Theodore Tso wrote:
On Mon, Aug 24, 2009 at 04:28:16PM -0400, Ric Wheeler wrote:
My issue with the async commit is that it is basically a detection
mechanism.
Drives will (almost always) write to platter sequential writes in order.
Async commit lets us send down things out of order which means that we
have a wider window of "bad state" for any given transaction...
Sure, agreed. But let's look a bit closer at what "async commit"
really means.
What ext3 and ext4 does by default is this:
1) Write data blocks required by data=ordered mode (if any)

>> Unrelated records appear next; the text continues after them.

//! # cfnkit CLI Core Infrastructure
//!
//! File: cli/src/core/mod.rs
//!
//! ## Overview
//!
//! Foundational pieces shared by every command handler:
//! - `config`: loading, merging, and validating `.cfnkit.toml` configuration
//! - `error`: CLI error types and the `Result` alias
//!
//! ```rust
//! use crate::core::config; // For loading configuration
//! use crate::core::error::{CliError, Result}; // For error handling
//! ```
//!
pub mod config;
pub mod error;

2) Write the journal blocks
3) Wait for the journal blocks to be sent to disk. (We don't actually
do a barrier operation), so this just means the blocks have been sent
to the disk, not necessarily that they are forced to a platter.
4) Write the commit block, with the barrier flag set.

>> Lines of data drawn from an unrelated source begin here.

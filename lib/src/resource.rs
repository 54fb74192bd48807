//! # cfnkit Resource Model
//!
//! File: lib/src/resource.rs
//!
//! ## Overview
//!
//! A `Resource` is one entry of a template's `Resources` section. It owns its
//! `ResourceProperties`, a tagged variant over the resource kinds the library
//! knows about, with a `Generic` variant for every other registered kind.
//!
//! The optional `DependsOn` and `Metadata` collections are private. They start
//! out absent and are created on first write by `add_dependency` and
//! `set_metadata`, which are the only ways to mutate them. Once created they
//! are appended to or inserted into, never replaced.
//!
//! ## Serialization
//!
//! Resources use the CloudFormation JSON shape:
//!
//! ```json
//! { "Type": "AWS::SQS::Queue", "Properties": { ... }, "DependsOn": ["Other"] }
//! ```
//!
//! `Properties` is decoded through the registry, keyed by `Type`. Typed
//! variants keep property keys they do not model in an `other` map, so a
//! template survives a decode/encode cycle unchanged. Modelled fields hold a
//! `serde_json::Value` because any of them may be an intrinsic function
//! (`Ref`, `Fn::Sub`, `Fn::If`, ...) rather than a literal.
//!
//! The same applies one level up: resource attributes other than `Type`,
//! `Properties`, `DependsOn`, `Metadata`, `Condition` and `DeletionPolicy`
//! (`UpdateReplacePolicy`, `CreationPolicy`, ...) are kept in `Resource::other`.
//! `DependsOn` may be a single string on input and is always written as a list.
//!
use crate::error::{CfnError, Result};
use crate::registry;
use serde::de::Error as _;
use serde::{Deserialize, Deserializer, Serialize, Serializer};
use serde_json::{Map, Value};
use std::collections::BTreeMap;

/// `AWS::IAM::Role` properties.
#[derive(Debug, Clone, Default, PartialEq, Serialize, Deserialize)]
#[serde(rename_all = "PascalCase", default)]
pub struct IamRole {
    #[serde(skip_serializing_if = "Option::is_none")]
    pub role_name: Option<Value>,
    #[serde(skip_serializing_if = "Option::is_none")]
    pub path: Option<Value>,
    #[serde(skip_serializing_if = "Option::is_none")]
    pub assume_role_policy_document: Option<Value>,
    #[serde(skip_serializing_if = "Option::is_none")]
    pub managed_policy_arns: Option<Value>,
    #[serde(skip_serializing_if = "Option::is_none")]
    pub policies: Option<Value>,
    #[serde(flatten)]
    pub other: Map<String, Value>,
}

impl IamRole {
    pub const RESOURCE_TYPE: &'static str = "AWS::IAM::Role";
}

/// Stream configuration of a DynamoDB table.
#[derive(Debug, Clone, Default, PartialEq, Serialize, Deserialize)]
#[serde(rename_all = "PascalCase", default)]
pub struct StreamSpecification {
    #[serde(skip_serializing_if = "Option::is_none")]
    pub stream_view_type: Option<Value>,
    #[serde(flatten)]
    pub other: Map<String, Value>,
}

/// `AWS::DynamoDB::Table` properties.
#[derive(Debug, Clone, Default, PartialEq, Serialize, Deserialize)]
#[serde(rename_all = "PascalCase", default)]
pub struct DynamoDbTable {
    #[serde(skip_serializing_if = "Option::is_none")]
    pub table_name: Option<Value>,
    #[serde(skip_serializing_if = "Option::is_none")]
    pub attribute_definitions: Option<Value>,
    #[serde(skip_serializing_if = "Option::is_none")]
    pub key_schema: Option<Value>,
    #[serde(skip_serializing_if = "Option::is_none")]
    pub billing_mode: Option<Value>,
    #[serde(skip_serializing_if = "Option::is_none")]
    pub provisioned_throughput: Option<Value>,
    /// When present, the table exposes a `StreamArn` attribute.
    #[serde(skip_serializing_if = "Option::is_none")]
    pub stream_specification: Option<StreamSpecification>,
    #[serde(flatten)]
    pub other: Map<String, Value>,
}

impl DynamoDbTable {
    pub const RESOURCE_TYPE: &'static str = "AWS::DynamoDB::Table";
}

/// `AWS::Kinesis::Stream` properties.
#[derive(Debug, Clone, Default, PartialEq, Serialize, Deserialize)]
#[serde(rename_all = "PascalCase", default)]
pub struct KinesisStream {
    #[serde(skip_serializing_if = "Option::is_none")]
    pub name: Option<Value>,
    #[serde(skip_serializing_if = "Option::is_none")]
    pub shard_count: Option<Value>,
    #[serde(skip_serializing_if = "Option::is_none")]
    pub retention_period_hours: Option<Value>,
    #[serde(flatten)]
    pub other: Map<String, Value>,
}

impl KinesisStream {
    pub const RESOURCE_TYPE: &'static str = "AWS::Kinesis::Stream";
}

/// `AWS::Route53::RecordSet` properties.
#[derive(Debug, Clone, Default, PartialEq, Serialize, Deserialize)]
#[serde(rename_all = "PascalCase", default)]
pub struct Route53RecordSet {
    #[serde(skip_serializing_if = "Option::is_none")]
    pub hosted_zone_id: Option<Value>,
    #[serde(skip_serializing_if = "Option::is_none")]
    pub hosted_zone_name: Option<Value>,
    #[serde(skip_serializing_if = "Option::is_none")]
    pub name: Option<Value>,
    #[serde(rename = "Type", skip_serializing_if = "Option::is_none")]
    pub record_type: Option<Value>,
    #[serde(rename = "TTL", skip_serializing_if = "Option::is_none")]
    pub ttl: Option<Value>,
    #[serde(skip_serializing_if = "Option::is_none")]
    pub resource_records: Option<Value>,
    #[serde(flatten)]
    pub other: Map<String, Value>,
}

impl Route53RecordSet {
    pub const RESOURCE_TYPE: &'static str = "AWS::Route53::RecordSet";
}

/// `AWS::S3::Bucket` properties.
#[derive(Debug, Clone, Default, PartialEq, Serialize, Deserialize)]
#[serde(rename_all = "PascalCase", default)]
pub struct S3Bucket {
    #[serde(skip_serializing_if = "Option::is_none")]
    pub bucket_name: Option<Value>,
    #[serde(skip_serializing_if = "Option::is_none")]
    pub access_control: Option<Value>,
    #[serde(skip_serializing_if = "Option::is_none")]
    pub website_configuration: Option<Value>,
    #[serde(flatten)]
    pub other: Map<String, Value>,
}

impl S3Bucket {
    pub const RESOURCE_TYPE: &'static str = "AWS::S3::Bucket";
}

/// `AWS::SNS::Topic` properties.
#[derive(Debug, Clone, Default, PartialEq, Serialize, Deserialize)]
#[serde(rename_all = "PascalCase", default)]
pub struct SnsTopic {
    #[serde(skip_serializing_if = "Option::is_none")]
    pub topic_name: Option<Value>,
    #[serde(skip_serializing_if = "Option::is_none")]
    pub display_name: Option<Value>,
    #[serde(skip_serializing_if = "Option::is_none")]
    pub subscription: Option<Value>,
    #[serde(flatten)]
    pub other: Map<String, Value>,
}

impl SnsTopic {
    pub const RESOURCE_TYPE: &'static str = "AWS::SNS::Topic";
}

/// `AWS::SQS::Queue` properties.
#[derive(Debug, Clone, Default, PartialEq, Serialize, Deserialize)]
#[serde(rename_all = "PascalCase", default)]
pub struct SqsQueue {
    #[serde(skip_serializing_if = "Option::is_none")]
    pub queue_name: Option<Value>,
    #[serde(skip_serializing_if = "Option::is_none")]
    pub delay_seconds: Option<Value>,
    #[serde(skip_serializing_if = "Option::is_none")]
    pub visibility_timeout: Option<Value>,
    #[serde(skip_serializing_if = "Option::is_none")]
    pub message_retention_period: Option<Value>,
    #[serde(flatten)]
    pub other: Map<String, Value>,
}

impl SqsQueue {
    pub const RESOURCE_TYPE: &'static str = "AWS::SQS::Queue";
}

/// Properties of a registered kind without a dedicated variant.
#[derive(Debug, Clone, PartialEq)]
pub struct GenericProperties {
    pub resource_type: String,
    pub properties: Map<String, Value>,
}

/// Kind-specific properties of a resource.
#[derive(Debug, Clone, PartialEq)]
pub enum ResourceProperties {
    IamRole(IamRole),
    DynamoDbTable(DynamoDbTable),
    KinesisStream(KinesisStream),
    Route53RecordSet(Route53RecordSet),
    S3Bucket(S3Bucket),
    SnsTopic(SnsTopic),
    SqsQueue(SqsQueue),
    Generic(GenericProperties),
}

impl ResourceProperties {
    /// The CloudFormation type name, e.g. `AWS::SQS::Queue`.
    pub fn cfn_resource_type(&self) -> &str {
        match self {
            ResourceProperties::IamRole(_) => IamRole::RESOURCE_TYPE,
            ResourceProperties::DynamoDbTable(_) => DynamoDbTable::RESOURCE_TYPE,
            ResourceProperties::KinesisStream(_) => KinesisStream::RESOURCE_TYPE,
            ResourceProperties::Route53RecordSet(_) => Route53RecordSet::RESOURCE_TYPE,
            ResourceProperties::S3Bucket(_) => S3Bucket::RESOURCE_TYPE,
            ResourceProperties::SnsTopic(_) => SnsTopic::RESOURCE_TYPE,
            ResourceProperties::SqsQueue(_) => SqsQueue::RESOURCE_TYPE,
            ResourceProperties::Generic(generic) => &generic.resource_type,
        }
    }

    /// Builds properties of the given type from a template `Properties` block.
    ///
    /// # Errors
    ///
    /// `UnsupportedResourceKind` if the registry does not know `resource_type`,
    /// `Json` if the block does not match the kind's shape.
    pub fn from_value(resource_type: &str, properties: Value) -> Result<Self> {
        registry::build_resource_property(resource_type, properties)
    }
}

impl Serialize for ResourceProperties {
    fn serialize<S: Serializer>(&self, serializer: S) -> std::result::Result<S::Ok, S::Error> {
        match self {
            ResourceProperties::IamRole(props) => props.serialize(serializer),
            ResourceProperties::DynamoDbTable(props) => props.serialize(serializer),
            ResourceProperties::KinesisStream(props) => props.serialize(serializer),
            ResourceProperties::Route53RecordSet(props) => props.serialize(serializer),
            ResourceProperties::S3Bucket(props) => props.serialize(serializer),
            ResourceProperties::SnsTopic(props) => props.serialize(serializer),
            ResourceProperties::SqsQueue(props) => props.serialize(serializer),
            ResourceProperties::Generic(generic) => generic.properties.serialize(serializer),
        }
    }
}

macro_rules! impl_from_properties {
    ($($variant:ident),* $(,)?) => {
        $(
            impl From<$variant> for ResourceProperties {
                fn from(props: $variant) -> Self {
                    ResourceProperties::$variant(props)
                }
            }
        )*
    };
}

impl_from_properties!(
    IamRole,
    DynamoDbTable,
    KinesisStream,
    Route53RecordSet,
    S3Bucket,
    SnsTopic,
    SqsQueue,
);

impl From<GenericProperties> for ResourceProperties {
    fn from(props: GenericProperties) -> Self {
        ResourceProperties::Generic(props)
    }
}

/// One declared infrastructure object.
#[derive(Debug, Clone, PartialEq)]
pub struct Resource {
    pub properties: ResourceProperties,
    pub condition: Option<String>,
    pub deletion_policy: Option<String>,
    /// Resource attributes without a dedicated field.
    pub other: Map<String, Value>,
    depends_on: Option<Vec<String>>,
    metadata: Option<BTreeMap<String, Value>>,
}

impl Resource {
    pub fn new(properties: impl Into<ResourceProperties>) -> Self {
        Self {
            properties: properties.into(),
            condition: None,
            deletion_policy: None,
            other: Map::new(),
            depends_on: None,
            metadata: None,
        }
    }

    pub fn resource_type(&self) -> &str {
        self.properties.cfn_resource_type()
    }

    /// Logical names this resource depends on, or `None` if none were ever added.
    pub fn depends_on(&self) -> Option<&[String]> {
        self.depends_on.as_deref()
    }

    pub fn metadata(&self) -> Option<&BTreeMap<String, Value>> {
        self.metadata.as_ref()
    }

    /// Appends `dependency` to `DependsOn`, creating the list first if absent.
    ///
    /// Duplicates are kept: independent callers may add the same dependency.
    pub fn add_dependency(&mut self, dependency: impl Into<String>) {
        self.depends_on
            .get_or_insert_with(Vec::new)
            .push(dependency.into());
    }

    /// Sets `Metadata[key]`, creating the map first if absent. Overwrites any
    /// previous value for `key`.
    pub fn set_metadata(&mut self, key: impl Into<String>, value: impl Into<Value>) {
        self.metadata
            .get_or_insert_with(BTreeMap::new)
            .insert(key.into(), value.into());
    }
}

#[derive(Serialize)]
#[serde(rename_all = "PascalCase")]
struct ResourceRepr<'a> {
    #[serde(rename = "Type")]
    resource_type: &'a str,
    properties: &'a ResourceProperties,
    #[serde(skip_serializing_if = "Option::is_none")]
    depends_on: Option<&'a Vec<String>>,
    #[serde(skip_serializing_if = "Option::is_none")]
    metadata: Option<&'a BTreeMap<String, Value>>,
    #[serde(skip_serializing_if = "Option::is_none")]
    condition: Option<&'a String>,
    #[serde(skip_serializing_if = "Option::is_none")]
    deletion_policy: Option<&'a String>,
    #[serde(flatten)]
    other: &'a Map<String, Value>,
}

impl Serialize for Resource {
    fn serialize<S: Serializer>(&self, serializer: S) -> std::result::Result<S::Ok, S::Error> {
        ResourceRepr {
            resource_type: self.resource_type(),
            properties: &self.properties,
            depends_on: self.depends_on.as_ref(),
            metadata: self.metadata.as_ref(),
            condition: self.condition.as_ref(),
            deletion_policy: self.deletion_policy.as_ref(),
            other: &self.other,
        }
        .serialize(serializer)
    }
}

#[derive(Deserialize)]
#[serde(untagged)]
enum DependsOnRepr {
    One(String),
    Many(Vec<String>),
}

#[derive(Deserialize)]
#[serde(rename_all = "PascalCase")]
struct RawResource {
    #[serde(rename = "Type")]
    resource_type: String,
    #[serde(default)]
    properties: Option<Value>,
    #[serde(default)]
    depends_on: Option<DependsOnRepr>,
    #[serde(default)]
    metadata: Option<BTreeMap<String, Value>>,
    #[serde(default)]
    condition: Option<String>,
    #[serde(default)]
    deletion_policy: Option<String>,
    #[serde(flatten)]
    other: Map<String, Value>,
}

impl<'de> Deserialize<'de> for Resource {
    fn deserialize<D: Deserializer<'de>>(deserializer: D) -> std::result::Result<Self, D::Error> {
        let raw = RawResource::deserialize(deserializer)?;
        let block = raw
            .properties
            .unwrap_or_else(|| Value::Object(Map::new()));
        let properties = ResourceProperties::from_value(&raw.resource_type, block).map_err(
            |err| match err {
                CfnError::Json { source } => D::Error::custom(source),
                other => D::Error::custom(other),
            },
        )?;

        Ok(Resource {
            properties,
            condition: raw.condition,
            deletion_policy: raw.deletion_policy,
            other: raw.other,
            depends_on: raw.depends_on.map(|deps| match deps {
                DependsOnRepr::One(name) => vec![name],
                DependsOnRepr::Many(names) => names,
            }),
            metadata: raw.metadata,
        })
    }
}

5) Wait for the commit block.
-----
What the current async commit code does is this:
1) Write data blocks required by data=ordered mode (if any)
2) Write the journal blocks
3) Write the commit block, without a barrier.
4) Wait for the journal blocks to be sent to disk.
5) Wait for the commit block (since a barrier is requested, this is
just when it was sent to the disk, not when it is actually committed
to stable store).
Since there are no barriers at all, the async mount option basically
works the same as barriers=0, and is subject to exactly the same
problems as barrier=0 --- problems which I've actually demonstrated
exist in practice.
----
What I think we can do safely in ext4 is this:
1) Write data blocks required by data=ordered mode (if any)
2) Write the journal blocks
3) Write the commit block, WITH a barrier requested.
4) Wait for the commit block to be completed.
5) Wait for the journal blocks to be sent to disk. #4 implies that
all of the journal block I/O will have been completed, so this is just
to collect the commit completion status; we should actually block
during step #5, assuming the block layer's barrier operation was
implemented correctly.
This should save us a little bit, since it implies the commit record
will be sent to disk in the same I/O request to the storage device as
the the other journal blocks, which is _not_ currently the case today.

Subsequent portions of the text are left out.